I’m a mastering engineer. www.magicgardenmastering.com . We use Acoustic Zen balanced cabling, highly modified Cary 211 FE tube amps, Bricasti M1 SE DAs and Joachim Gerhard’s Allegra speakers. TORUS balanced power comes 220 from the street. The room is excellent, and you would love to hear it.

For 15 years the pre amp/router was a Crane Song Avocet. I paid around $1800 for it.

Recently decided to try a couple of audiophile products in the pre amp stage and was shocked and saddened how bad they were. Yes, the studio designed Avocet has a relay click for each 1db step, and yes it has a rack mounted 2U body with a corded remote, but it’s clear folks are really getting taken to the cleaners on pre amps. The older and highly regarded Boulder 1010 (used price $5500), was just terrible, truly terrible. The new and fully broken in BAT vk-43SE (demo price $7500) was much better, but still had a cloudy tone as compared to the class A Avocet. Not sure if that’s the cap or the transformer, but it made everything less clear and more generic, more distant from the music.

That’s all. Happy listening.
128x128brianlucey
@shadorne I was never a fan of the original Benchmark DA, have not heard yours.  The Avocet DA is very good, yet I don't use it so can't tell you the sound of the latest generation.  All DA are very good these days it's a matter of flavor.  The Solaris is not to my taste, too dry, too cold.
@brianlucey 

Benchmark is as you describe. I use tubes also to warm things up. Thanks for the info on Solaris. I agree that there a lot of great DACs out there nowadays. It often comes down to system synergy or taste.
Brian,

in regards to remastering, can't some remastering The sound of a recording that had been previously mastered in a terrible way?
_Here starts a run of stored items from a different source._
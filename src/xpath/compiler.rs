//! Location Path Compiler
//!
//! Turns a stream of step operations, as produced by an XPath front end,
//! into a [`LocationPath`]: one compiled step per location step, each with
//! its axis, node test, typed pre-filter and predicates.

use tracing::debug;

use super::axes::{Axis, NodeFilter};
use super::predicate::{Predicate, Scope};
use super::walker::PathEvaluation;
use crate::dtm::{Navigator, NodeHandle, NodeType};
use crate::error::PathError;

/// Step-type opcodes of the path compiler
pub mod opcodes {
    pub const FROM_ANCESTORS: u32 = 37;
    pub const FROM_ANCESTORS_OR_SELF: u32 = 38;
    pub const FROM_ATTRIBUTES: u32 = 39;
    pub const FROM_CHILDREN: u32 = 40;
    pub const FROM_DESCENDANTS: u32 = 41;
    pub const FROM_DESCENDANTS_OR_SELF: u32 = 42;
    pub const FROM_FOLLOWING: u32 = 43;
    pub const FROM_FOLLOWING_SIBLINGS: u32 = 44;
    pub const FROM_PARENT: u32 = 45;
    pub const FROM_PRECEDING: u32 = 46;
    pub const FROM_PRECEDING_SIBLINGS: u32 = 47;
    pub const FROM_SELF: u32 = 48;
    pub const FROM_NAMESPACE: u32 = 49;
    pub const FROM_ROOT: u32 = 50;
}

/// Axis a step opcode selects
pub fn axis_for_op(op: u32) -> Option<Axis> {
    use opcodes::*;
    Some(match op {
        FROM_ANCESTORS => Axis::Ancestor,
        FROM_ANCESTORS_OR_SELF => Axis::AncestorOrSelf,
        FROM_ATTRIBUTES => Axis::Attribute,
        FROM_CHILDREN => Axis::Child,
        FROM_DESCENDANTS => Axis::Descendant,
        FROM_DESCENDANTS_OR_SELF => Axis::DescendantOrSelf,
        FROM_FOLLOWING => Axis::Following,
        FROM_FOLLOWING_SIBLINGS => Axis::FollowingSibling,
        FROM_PARENT => Axis::Parent,
        FROM_PRECEDING => Axis::Preceding,
        FROM_PRECEDING_SIBLINGS => Axis::PrecedingSibling,
        FROM_SELF => Axis::Self_,
        FROM_NAMESPACE => Axis::Namespace,
        FROM_ROOT => Axis::Root,
        _ => return None,
    })
}

/// Opcode for an axis
pub fn op_for_axis(axis: Axis) -> u32 {
    use opcodes::*;
    match axis {
        Axis::Ancestor => FROM_ANCESTORS,
        Axis::AncestorOrSelf => FROM_ANCESTORS_OR_SELF,
        Axis::Attribute => FROM_ATTRIBUTES,
        Axis::Child => FROM_CHILDREN,
        Axis::Descendant => FROM_DESCENDANTS,
        Axis::DescendantOrSelf => FROM_DESCENDANTS_OR_SELF,
        Axis::Following => FROM_FOLLOWING,
        Axis::FollowingSibling => FROM_FOLLOWING_SIBLINGS,
        Axis::Parent => FROM_PARENT,
        Axis::Preceding => FROM_PRECEDING,
        Axis::PrecedingSibling => FROM_PRECEDING_SIBLINGS,
        Axis::Self_ => FROM_SELF,
        Axis::Namespace => FROM_NAMESPACE,
        Axis::Root => FROM_ROOT,
    }
}

/// Node test of a step
#[derive(Debug, Clone, PartialEq, Eq)]
pub enum NodeTest {
    /// `node()`
    AnyNode,
    /// `*`: any node of the axis's principal kind
    Principal,
    /// A name; `namespace` is the URI, `None` for no namespace
    Name {
        namespace: Option<String>,
        local: String,
    },
    /// `prefix:*`, already resolved to a URI
    NamespaceWildcard(String),
    Text,
    Comment,
    ProcessingInstruction(Option<String>),
}

impl NodeTest {
    pub fn name(local: impl Into<String>) -> Self {
        NodeTest::Name {
            namespace: None,
            local: local.into(),
        }
    }

    pub fn qualified(namespace: impl Into<String>, local: impl Into<String>) -> Self {
        NodeTest::Name {
            namespace: Some(namespace.into()),
            local: local.into(),
        }
    }

    pub fn matches<N: Navigator + ?Sized>(&self, nav: &N, node: NodeHandle, axis: Axis) -> bool {
        let kind = nav.node_type(node);
        match self {
            NodeTest::AnyNode => true,
            NodeTest::Principal => kind == axis.principal_kind(),
            NodeTest::Name { namespace, local } => {
                kind == axis.principal_kind()
                    && nav.local_name(node) == local.as_str()
                    && nav.namespace_uri(node) == namespace.as_deref().unwrap_or("")
            }
            NodeTest::NamespaceWildcard(uri) => {
                kind == axis.principal_kind() && nav.namespace_uri(node) == uri.as_str()
            }
            NodeTest::Text => kind.is_text(),
            NodeTest::Comment => kind == NodeType::Comment,
            NodeTest::ProcessingInstruction(target) => {
                kind == NodeType::ProcessingInstruction
                    && target.as_deref().is_none_or(|t| nav.local_name(node) == t)
            }
        }
    }

    /// Kind-level filter the axis iterator can apply before the full test
    fn prefilter(&self, axis: Axis) -> NodeFilter {
        match self {
            NodeTest::AnyNode => NodeFilter::Any,
            NodeTest::Principal | NodeTest::Name { .. } | NodeTest::NamespaceWildcard(_) => {
                NodeFilter::Kind(axis.principal_kind())
            }
            NodeTest::Text => NodeFilter::TextLike,
            NodeTest::Comment => NodeFilter::Kind(NodeType::Comment),
            NodeTest::ProcessingInstruction(_) => NodeFilter::Kind(NodeType::ProcessingInstruction),
        }
    }
}

/// One entry of the opcode stream
#[derive(Debug, Clone)]
pub struct StepOp {
    pub op: u32,
    pub test: NodeTest,
    pub predicates: Vec<Predicate>,
}

impl StepOp {
    pub fn new(op: u32, test: NodeTest) -> Self {
        StepOp {
            op,
            test,
            predicates: Vec::new(),
        }
    }

    pub fn with_predicate(mut self, predicate: Predicate) -> Self {
        self.predicates.push(predicate);
        self
    }
}

/// A compiled location step
#[derive(Debug, Clone)]
pub struct Step {
    pub axis: Axis,
    pub test: NodeTest,
    pub filter: NodeFilter,
    pub predicates: Vec<Predicate>,
    /// Collect each context's nodes before filtering: reverse axes and
    /// predicates that need the context size
    pub buffered: bool,
}

impl Step {
    fn compile(op: &StepOp) -> Result<Self, PathError> {
        let axis = axis_for_op(op.op).ok_or(PathError::UnknownStepType(op.op))?;
        let buffered = axis.is_reverse() || op.predicates.iter().any(Predicate::needs_context_size);
        Ok(Step {
            axis,
            filter: op.test.prefilter(axis),
            test: op.test.clone(),
            predicates: op.predicates.clone(),
            buffered,
        })
    }
}

/// A compiled relative location path
#[derive(Debug, Clone)]
pub struct LocationPath {
    steps: Vec<Step>,
    namespaces: Vec<(String, String)>,
}

impl LocationPath {
    /// Compile an opcode stream
    pub fn compile(ops: &[StepOp]) -> Result<Self, PathError> {
        if ops.is_empty() {
            return Err(PathError::EmptyPath);
        }
        let steps = ops.iter().map(Step::compile).collect::<Result<Vec<_>, _>>()?;
        debug!(
            steps = steps.len(),
            buffered = steps.iter().filter(|s| s.buffered).count(),
            "location path compiled"
        );
        Ok(LocationPath {
            steps,
            namespaces: Vec::new(),
        })
    }

    pub fn builder() -> LocationPathBuilder {
        LocationPathBuilder::default()
    }

    /// Bind a prefix in the scope predicates run in
    pub fn with_namespace(mut self, prefix: impl Into<String>, uri: impl Into<String>) -> Self {
        self.namespaces.push((prefix.into(), uri.into()));
        self
    }

    pub fn steps(&self) -> &[Step] {
        &self.steps
    }

    pub fn len(&self) -> usize {
        self.steps.len()
    }

    pub fn is_empty(&self) -> bool {
        self.steps.is_empty()
    }

    /// Start evaluating from `context`
    pub fn evaluate(&self, context: NodeHandle) -> PathEvaluation<'_> {
        self.evaluate_in(context, Scope::new())
    }

    /// Start evaluating inside an existing scope; the path's namespace
    /// bindings go in a frame of their own
    pub fn evaluate_in(&self, context: NodeHandle, mut scope: Scope) -> PathEvaluation<'_> {
        scope.push();
        for (prefix, uri) in &self.namespaces {
            scope.declare_namespace(prefix.as_str(), uri.as_str());
        }
        PathEvaluation::new(self, context, scope)
    }

    /// Every selected node, in document order
    pub fn select(&self, nav: &mut dyn Navigator, context: NodeHandle) -> Result<Vec<NodeHandle>, PathError> {
        self.evaluate(context).collect(nav)
    }
}

/// Typed construction of a [`LocationPath`]
#[derive(Debug, Default)]
pub struct LocationPathBuilder {
    ops: Vec<StepOp>,
    namespaces: Vec<(String, String)>,
}

impl LocationPathBuilder {
    pub fn step(mut self, axis: Axis, test: NodeTest) -> Self {
        self.ops.push(StepOp::new(op_for_axis(axis), test));
        self
    }

    /// Attach a predicate to the most recent step
    pub fn predicate(mut self, predicate: Predicate) -> Self {
        if let Some(op) = self.ops.last_mut() {
            op.predicates.push(predicate);
        }
        self
    }

    pub fn namespace(mut self, prefix: impl Into<String>, uri: impl Into<String>) -> Self {
        self.namespaces.push((prefix.into(), uri.into()));
        self
    }

    pub fn build(self) -> Result<LocationPath, PathError> {
        let mut path = LocationPath::compile(&self.ops)?;
        path.namespaces = self.namespaces;
        Ok(path)
    }
}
Take, for example, the remastered version of Rush's vapor trails recording.   All of a sudden there were layers of sound uncovered from that recording that were on here a ball in the original muddy release. 

 And what made Bob Ludwig so good at what he did? 

Remastering can be great, sure. It’s a mixed bag. Generally the place to being with any remastering is to figure out WHO initiated it, and WHO oversaw the process creatively and WHY was it done at all? Intentions and persons matter. Some of Bob's work is excellent.  He is the granddaddy of mastering along with Bernie Grundman in LA.  

All work is approved by the artist, or label, or someone ... so factor that in always. When a record sounds great, everyone did their job well.
Brian,

You had mentioned previously that the recording artist and the producer have a strong influence on the mastering step, correct? If so, do you find that this influence at thimes compromised the end product in terms of dynamics, soundstaging, etc...? Going along that train of thought, do you have certain examples of your work where you feel that this influence didn’t deter you from creating the most natural, life like reproduction of the music that was heard during the recording process?

Perhaps these are silly questions because you may say that every one of your works is the best possible music that could have been created (which may be your answer). I’m not sure if you have some projects that you felt that the music and sound came across with in a way that audiophiles seems to think of as the most transparent and lifelike.

Cheers. Thanks for taking your time to contribute here.